__Directions__
Copy exactly the lines of the data below that run from the line holding "use crate::processor::DeviceOutcome;" through the line holding "let status = match", both ends included.

__Provided material__
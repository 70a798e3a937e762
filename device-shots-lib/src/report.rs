use std::path::{Path, PathBuf};

use crate::processor::DeviceOutcome;

/// How one device ended.
#[derive(Debug, Clone, PartialEq, Eq)]
pub enum DeviceStatus {
    Saved { path: PathBuf, converted: bool },
    /// All tiers ran without producing a valid candidate
    NoImage,
    /// Processing failed; the run moved on
    Failed { message: String },
}

/// A single device's line in the run report.
#[derive(Debug, Clone)]
pub struct ReportEntry {
    pub slug: String,
    pub status: DeviceStatus,
    /// Tiers crawled, as `<engine>_<tier>`
    pub tiers: Vec<String>,
    pub crawl_failures: usize,
    pub candidates: usize,
}

impl ReportEntry {
    pub fn from_outcome(outcome: &DeviceOutcome) -> Self {
        let status = match &outcome.saved {
            Some(saved) => DeviceStatus::Saved {
                path: saved.path.clone(),
                converted: saved.converted,
            },
            None => DeviceStatus::NoImage,
        };
        Self {
            slug: outcome.slug.clone(),
            status,
            tiers: outcome
                .attempts
                .iter()
                .map(|a| format!("{}_{}", a.engine, a.tier))
                .collect(),
            crawl_failures: outcome.attempts.iter().filter(|a| a.crawl.is_failed()).count(),
            candidates: outcome.candidates.len(),
        }
    }

    pub fn failed(slug: impl Into<String>, message: impl Into<String>) -> Self {
        Self {
            slug: slug.into(),
            status: DeviceStatus::Failed {
                message: message.into(),
            },
            tiers: Vec::new(),
            crawl_failures: 0,
            candidates: 0,
        }
    }
}

#[derive(Debug, Default, Clone, PartialEq, Eq)]
pub struct ReportSummary {
    pub total: usize,
    pub saved: usize,
    pub converted: usize,
    pub no_image: usize,
    pub failed: usize,
    /// Slugs without an output image, in catalog order
    pub missing: Vec<String>,
}

/// Collects per-device results and writes a log file.
#[derive(Debug, Default)]
pub struct RunReport {
    entries: Vec<ReportEntry>,
}

impl RunReport {
    pub fn new() -> Self {
        Self::default()
    }

    pub fn add(&mut self, entry: ReportEntry) {
        self.entries.push(entry);
    }

    pub fn entries(&self) -> &[ReportEntry] {
        &self.entries
    }

    pub fn summary(&self) -> ReportSummary {
        let mut summary = ReportSummary {
            total: self.entries.len(),
            ..Default::default()
        };
        for entry in &self.entries {
            match &entry.status {
                DeviceStatus::Saved { converted, .. } => {
                    summary.saved += 1;
                    if *converted {
                        summary.converted += 1;
                    }
                }
                DeviceStatus::NoImage => {
                    summary.no_image += 1;
                    summary.missing.push(entry.slug.clone());
                }
                DeviceStatus::Failed { .. } => {
                    summary.failed += 1;
                    summary.missing.push(entry.slug.clone());
                }
            }
        }
        summary
    }

    /// Write the report to a file.
    pub fn write_to_file(&self, path: &Path) -> std::io::Result<()> {
        use std::io::Write;

        if let Some(parent) = path.parent() {
            std::fs::create_dir_all(parent)?;
        }
        let mut file = std::io::BufWriter::new(std::fs::File::create(path)?);
        let summary = self.summary();

        writeln!(file, "=== Device Shots Log ===")?;
        writeln!(
            file,
            "Date: {}",
            chrono::Local::now().format("%Y-%m-%d %H:%M:%S")
        )?;
        writeln!(file)?;
        writeln!(file, "--- Summary ---")?;
        writeln!(
            file,
            "Saved: {}/{} (converted: {})",
            summary.saved, summary.total, summary.converted
        )?;
        writeln!(file, "No image: {}", summary.no_image)?;
        writeln!(file, "Failed: {}", summary.failed)?;
        if !summary.missing.is_empty() {
            writeln!(file, "Missing: {}", summary.missing.join(", "))?;
        }
        writeln!(file)?;
        writeln!(file, "--- Details ---")?;
        writeln!(file)?;

        for entry in &self.entries {
            match &entry.status {
                DeviceStatus::Saved { path, converted } => {
                    writeln!(
                        file,
                        "[OK] {} -> {}{}",
                        entry.slug,
                        path.display(),
                        if *converted { " (converted)" } else { "" }
                    )?;
                }
                DeviceStatus::NoImage => writeln!(file, "[MISSING] {}", entry.slug)?,
                DeviceStatus::Failed { message } => {
                    writeln!(file, "[ERROR] {}: {}", entry.slug, message)?
                }
            }
            if !entry.tiers.is_empty() {
                writeln!(
                    file,
                    "     Tiers: {} ({} candidate(s), {} crawl failure(s))",
                    entry.tiers.join(", "),
                    entry.candidates,
                    entry.crawl_failures
                )?;
            }
        }

        file.flush()
    }
}
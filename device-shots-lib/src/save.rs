//! Materializing the winning candidate as `<output_dir>/<slug>.<ext>`.

use std::path::{Path, PathBuf};

use crate::ShotError;
use crate::codec::{ImageCodec, OutputFormat};
use crate::score::{Scorer, best_index};
use crate::validate::Candidate;

/// The image written for a device.
#[derive(Debug, Clone, PartialEq, Eq)]
pub struct SavedImage {
    /// Final output path
    pub path: PathBuf,
    /// Candidate it was produced from
    pub source: PathBuf,
    pub score: u64,
    /// Whether the file was re-encoded (false: copied byte-for-byte)
    pub converted: bool,
}

/// Selects the best candidate and writes it in the canonical format.
pub struct Saver<'a> {
    output_dir: &'a Path,
    format: OutputFormat,
    quality: u8,
    scorer: &'a dyn Scorer,
    codec: Option<&'a dyn ImageCodec>,
}

impl<'a> Saver<'a> {
    pub fn new(
        output_dir: &'a Path,
        format: OutputFormat,
        quality: u8,
        scorer: &'a dyn Scorer,
        codec: Option<&'a dyn ImageCodec>,
    ) -> Self {
        Self {
            output_dir,
            format,
            quality,
            scorer,
            codec,
        }
    }

    /// Deterministic output path for a slug.
    pub fn output_path(&self, slug: &str) -> PathBuf {
        self.output_dir
            .join(format!("{}.{}", slug, self.format.extension()))
    }

    /// Save the best candidate for `slug`.
    ///
    /// Returns `Ok(None)` without touching the filesystem when there are no
    /// candidates. The output is written to a temporary name and renamed into
    /// place, so a slug never has more than one output file and a failed
    /// write leaves the previous image intact.
    pub fn save(&self, candidates: &[Candidate], slug: &str) -> Result<Option<SavedImage>, ShotError> {
        let Some((index, score)) = best_index(candidates, self.scorer) else {
            return Ok(None);
        };
        let winner = &candidates[index];

        std::fs::create_dir_all(self.output_dir)?;
        let dest = self.output_path(slug);
        let tmp = self
            .output_dir
            .join(format!(".{}.{}.tmp", slug, self.format.extension()));

        let converted = self.write_winner(&winner.path, &tmp)?;
        std::fs::rename(&tmp, &dest)?;

        log::debug!(
            "Saved {} -> {} ({})",
            winner.path.display(),
            dest.display(),
            if converted { "converted" } else { "copied" }
        );

        Ok(Some(SavedImage {
            path: dest,
            source: winner.path.clone(),
            score,
            converted,
        }))
    }

    /// Write `src` to `tmp`, converting when needed and possible.
    /// Returns whether a conversion happened.
    fn write_winner(&self, src: &Path, tmp: &Path) -> Result<bool, ShotError> {
        if let Some(codec) = self.codec {
            let canonical = codec.is_format(src, self.format).unwrap_or(false);
            if !canonical {
                match codec.reencode(src, tmp, self.format, self.quality) {
                    Ok(()) => return Ok(true),
                    Err(e) => {
                        log::warn!(
                            "Could not convert {} to {}, copying as-is: {}",
                            src.display(),
                            self.format,
                            e
                        );
                        let _ = std::fs::remove_file(tmp);
                    }
                }
            }
        }
        std::fs::copy(src, tmp)?;
        Ok(false)
    }
}

#[cfg(test)]
#[path = "tests/save_tests.rs"]
mod tests;
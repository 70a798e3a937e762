use std::path::Path;

use owo_colors::OwoColorize;
use owo_colors::Stream::Stdout;

use crate::error::CliError;

pub(crate) fn run_list(
    settings_file: Option<&Path>,
    devices_file: Option<&Path>,
) -> Result<(), CliError> {
    let config = super::load_config(settings_file, devices_file)?;
    let search = &config.settings.search;

    log::info!("Devices ({}):", config.catalog.len());
    for device in config.catalog.devices() {
        log::info!("");
        log::info!(
            "  {} [{}]",
            device.slug.if_supports_color(Stdout, |t| t.bold()),
            device.display_name().if_supports_color(Stdout, |t| t.cyan()),
        );
        for (tier, query) in device.primary.iter().enumerate() {
            log::info!("    {}_{}: {}", search.primary_engine, tier, query);
        }
        for (tier, query) in device.secondary.iter().enumerate() {
            log::info!(
                "    {}",
                format!("{}_{}: {}", search.secondary_engine, tier, query)
                    .if_supports_color(Stdout, |t| t.dimmed()),
            );
        }
    }
    Ok(())
}
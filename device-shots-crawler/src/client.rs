use std::sync::Mutex;
use std::time::{Duration, Instant};

use crate::error::SearchError;

/// Desktop browser UA; both engines serve reduced or empty pages otherwise.
const USER_AGENT: &str = "Mozilla/5.0 (Windows NT 10.0; Win64; x64) AppleWebKit/537.36 \
     (KHTML, like Gecko) Chrome/124.0 Safari/537.36";

/// Minimum spacing between search page requests.
const MIN_REQUEST_INTERVAL: Duration = Duration::from_millis(500);

/// A fetched body and its declared content type.
#[derive(Debug, Clone)]
pub struct Response {
    pub content_type: Option<String>,
    pub body: Vec<u8>,
}

/// Blocking HTTP client shared by the search and download stages.
///
/// Search requests are rate limited; image downloads go to many different
/// hosts and are not.
pub struct HttpClient {
    http: reqwest::blocking::Client,
    last_request: Mutex<Instant>,
}

impl HttpClient {
    pub fn new(timeout: Duration) -> Result<Self, SearchError> {
        let http = reqwest::blocking::Client::builder()
            .timeout(timeout)
            .user_agent(USER_AGENT)
            .build()?;
        Ok(Self {
            http,
            last_request: Mutex::new(Instant::now() - MIN_REQUEST_INTERVAL),
        })
    }

    /// Fetch a search results page as text.
    pub fn search_page(
        &self,
        url: &str,
        params: &[(&str, String)],
        referer: &str,
    ) -> Result<String, SearchError> {
        self.rate_limit();
        let resp = self
            .http
            .get(url)
            .query(params)
            .header(reqwest::header::REFERER, referer)
            .send()?;

        let status = resp.status();
        if status == reqwest::StatusCode::TOO_MANY_REQUESTS {
            return Err(SearchError::RateLimit(url.to_string()));
        }
        if !status.is_success() {
            return Err(SearchError::ServerError {
                status: status.as_u16(),
                url: url.to_string(),
            });
        }
        Ok(resp.text()?)
    }

    /// Download one file.
    pub fn download(&self, url: &str) -> Result<Response, SearchError> {
        let resp = self.http.get(url).send()?;
        let status = resp.status();
        if !status.is_success() {
            return Err(SearchError::ServerError {
                status: status.as_u16(),
                url: url.to_string(),
            });
        }
        let content_type = resp
            .headers()
            .get(reqwest::header::CONTENT_TYPE)
            .and_then(|v| v.to_str().ok())
            .map(|s| s.to_string());
        let body = resp.bytes()?.to_vec();
        Ok(Response { content_type, body })
    }

    /// Wait until at least MIN_REQUEST_INTERVAL has passed since the last
    /// search request.
    fn rate_limit(&self) {
        let mut last = match self.last_request.lock() {
            Ok(guard) => guard,
            Err(poisoned) => poisoned.into_inner(),
        };
        let elapsed = last.elapsed();
        if elapsed < MIN_REQUEST_INTERVAL {
            std::thread::sleep(MIN_REQUEST_INTERVAL - elapsed);
        }
        *last = Instant::now();
    }
}
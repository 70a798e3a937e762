pub(crate) mod config;
pub(crate) mod list;
pub(crate) mod run;

use std::path::Path;

use device_shots_lib::RunConfig;

use crate::error::CliError;

/// Load settings and catalog, reporting where they came from.
pub(crate) fn load_config(
    settings_file: Option<&Path>,
    devices_file: Option<&Path>,
) -> Result<RunConfig, CliError> {
    let config = RunConfig::load(settings_file, devices_file)?;
    log::debug!(
        "Loaded {} device(s); raw tree {}, output {}",
        config.catalog.len(),
        config.settings.paths.raw_root.display(),
        config.settings.paths.output_dir.display()
    );
    Ok(config)
}
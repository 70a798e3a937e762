//! Fakes shared by the unit tests: a content-keyed codec and a scripted
//! crawler.
//!
//! Fake image files start with a header line `fake:<W>x<H>:<format>` and are
//! padded with zeros to the requested size, so the codec can answer without
//! any real decoding.

use std::cell::RefCell;
use std::collections::HashMap;
use std::io::Read;
use std::path::{Path, PathBuf};

use device_shots_core::{CrawlError, CrawlRequest, Engine, ImageCrawler};

use crate::ShotError;
use crate::codec::{ImageCodec, OutputFormat};

#[derive(Debug, Clone, Copy)]
pub(crate) struct FakeImage {
    pub width: u32,
    pub height: u32,
    pub size: usize,
    /// `jpeg`, `png`, `webp`; `broken` makes re-encoding fail
    pub format: &'static str,
}

impl FakeImage {
    pub fn new(width: u32, height: u32, size: usize) -> Self {
        Self {
            width,
            height,
            size,
            format: "jpeg",
        }
    }

    pub fn format(mut self, format: &'static str) -> Self {
        self.format = format;
        self
    }

    pub fn bytes(&self) -> Vec<u8> {
        let mut data = format!("fake:{}x{}:{}\n", self.width, self.height, self.format).into_bytes();
        if data.len() < self.size {
            data.resize(self.size, 0);
        }
        data
    }

    pub fn write(&self, path: &Path) {
        if let Some(parent) = path.parent() {
            std::fs::create_dir_all(parent).unwrap();
        }
        std::fs::write(path, self.bytes()).unwrap();
    }
}

fn read_header(path: &Path) -> Result<(u32, u32, String), ShotError> {
    let mut buf = [0u8; 64];
    let n = std::fs::File::open(path)?.read(&mut buf)?;
    let text = String::from_utf8_lossy(&buf[..n]);
    let line = text.lines().next().unwrap_or_default();
    let parse = || -> Option<(u32, u32, String)> {
        let rest = line.strip_prefix("fake:")?;
        let (dims, format) = rest.split_once(':')?;
        let (w, h) = dims.split_once('x')?;
        Some((w.parse().ok()?, h.parse().ok()?, format.to_string()))
    };
    parse().ok_or_else(|| ShotError::codec(format!("not an image: {}", path.display())))
}

fn format_name(format: OutputFormat) -> &'static str {
    match format {
        OutputFormat::Jpeg => "jpeg",
        OutputFormat::Png => "png",
    }
}

/// Codec that understands the fake header format.
#[derive(Debug, Default)]
pub(crate) struct FakeCodec;

impl ImageCodec for FakeCodec {
    fn dimensions(&self, path: &Path) -> Result<(u32, u32), ShotError> {
        read_header(path).map(|(w, h, _)| (w, h))
    }

    fn is_format(&self, path: &Path, format: OutputFormat) -> Result<bool, ShotError> {
        read_header(path).map(|(_, _, f)| f == format_name(format))
    }

    fn reencode(
        &self,
        src: &Path,
        dst: &Path,
        format: OutputFormat,
        _quality: u8,
    ) -> Result<(), ShotError> {
        let (width, height, current) = read_header(src)?;
        if current == "broken" {
            // Leave a partial file behind, like a real encoder failing midway
            std::fs::write(dst, b"partial")?;
            return Err(ShotError::codec("unsupported color type"));
        }
        let size = std::fs::metadata(src)?.len() as usize;
        FakeImage {
            width,
            height,
            size,
            format: format_name(format),
        }
        .write(dst);
        Ok(())
    }
}

/// What the scripted crawler does for one query.
pub(crate) enum Script {
    /// Write these files, then succeed
    Files(Vec<FakeImage>),
    /// Write these files, then fail
    FailAfter(Vec<FakeImage>),
    Panic,
}

#[derive(Debug, Clone, PartialEq, Eq)]
pub(crate) struct Recorded {
    pub engine: Engine,
    pub query: String,
    pub dest: PathBuf,
    pub max_count: usize,
}

/// Crawler that plays back a script keyed by query string and records every
/// request. Unscripted queries produce no files.
#[derive(Default)]
pub(crate) struct ScriptedCrawler {
    scripts: HashMap<String, Script>,
    pub requests: RefCell<Vec<Recorded>>,
}

impl ScriptedCrawler {
    pub fn new() -> Self {
        Self::default()
    }

    pub fn on(mut self, query: &str, script: Script) -> Self {
        self.scripts.insert(query.to_string(), script);
        self
    }

    pub fn queries(&self) -> Vec<String> {
        self.requests.borrow().iter().map(|r| r.query.clone()).collect()
    }

    fn write_all(dest: &Path, files: &[FakeImage]) -> usize {
        let existing = std::fs::read_dir(dest).map(|d| d.count()).unwrap_or(0);
        for (i, file) in files.iter().enumerate() {
            file.write(&dest.join(format!("{:06}.jpg", existing + i + 1)));
        }
        files.len()
    }
}

impl ImageCrawler for ScriptedCrawler {
    fn crawl(&self, request: &CrawlRequest<'_>) -> Result<usize, CrawlError> {
        self.requests.borrow_mut().push(Recorded {
            engine: request.engine,
            query: request.query.to_string(),
            dest: request.dest.to_path_buf(),
            max_count: request.max_count,
        });
        match self.scripts.get(request.query) {
            None => Ok(0),
            Some(Script::Files(files)) => Ok(Self::write_all(request.dest, files)),
            Some(Script::FailAfter(files)) => {
                Self::write_all(request.dest, files);
                Err(CrawlError::search("connection reset"))
            }
            Some(Script::Panic) => panic!("crawler exploded on {}", request.query),
        }
    }
}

__Answer for the task__
use crate::processor::DeviceOutcome;

/// How one device ended.
#[derive(Debug, Clone, PartialEq, Eq)]
pub enum DeviceStatus {
    Saved { path: PathBuf, converted: bool },
    /// All tiers ran without producing a valid candidate
    NoImage,
    /// Processing failed; the run moved on
    Failed { message: String },
}

/// A single device's line in the run report.
#[derive(Debug, Clone)]
pub struct ReportEntry {
    pub slug: String,
    pub status: DeviceStatus,
    /// Tiers crawled, as `<engine>_<tier>`
    pub tiers: Vec<String>,
    pub crawl_failures: usize,
    pub candidates: usize,
}

impl ReportEntry {
    pub fn from_outcome(outcome: &DeviceOutcome) -> Self {
        let status = match &outcome.saved {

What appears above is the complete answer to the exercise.